The problem
If a line in the data below includes the string "MiniJinjaEngine", please return a copy of it.

*** Opening of Task material ***

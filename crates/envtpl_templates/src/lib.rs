//! # envtpl_templates
//!
//! Template resolution and rendering for envtpl.
//!
//! Templates are plain files inside a template directory, referenced by a
//! logical name such as `deployment.yaml.j2`. Rendering goes through the
//! [`TemplateEngine`] trait, so the substitution language is pluggable:
//!
//! - [`MiniJinjaEngine`] - Jinja2-compatible syntax (loops, conditionals, filters)
//! - [`PlaceholderEngine`] - plain `{{ key.path }}` substitution
//!
//! ## Example
//!
//! ```rust,no_run
//! use envtpl_templates::{MiniJinjaEngine, RenderContext, TemplateRenderer};
//!
//! let context: RenderContext = serde_yaml::from_str("replicas: 2").unwrap();
//! let renderer = TemplateRenderer::new(MiniJinjaEngine::new("templates"));
//!
//! let manifest = renderer.render("deployment.yaml.j2", &context).unwrap();
//! println!("{manifest}");
//! ```

pub mod context;
pub mod engine;
pub mod error;
pub mod loader;
pub mod placeholder;
pub mod renderer;

pub use context::RenderContext;
pub use engine::{MiniJinjaEngine, ResolvedTemplate, TemplateEngine};
pub use error::{TemplateError, TemplateResult};
pub use loader::TemplateLoader;
pub use placeholder::PlaceholderEngine;
pub use renderer::TemplateRenderer;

*** Close of Task material ***

Answer box
//! - [`MiniJinjaEngine`] - Jinja2-compatible syntax (loops, conditionals, filters)
//! use envtpl_templates::{MiniJinjaEngine, RenderContext, TemplateRenderer};
//! let renderer = TemplateRenderer::new(MiniJinjaEngine::new("templates"));
pub use engine::{MiniJinjaEngine, ResolvedTemplate, TemplateEngine};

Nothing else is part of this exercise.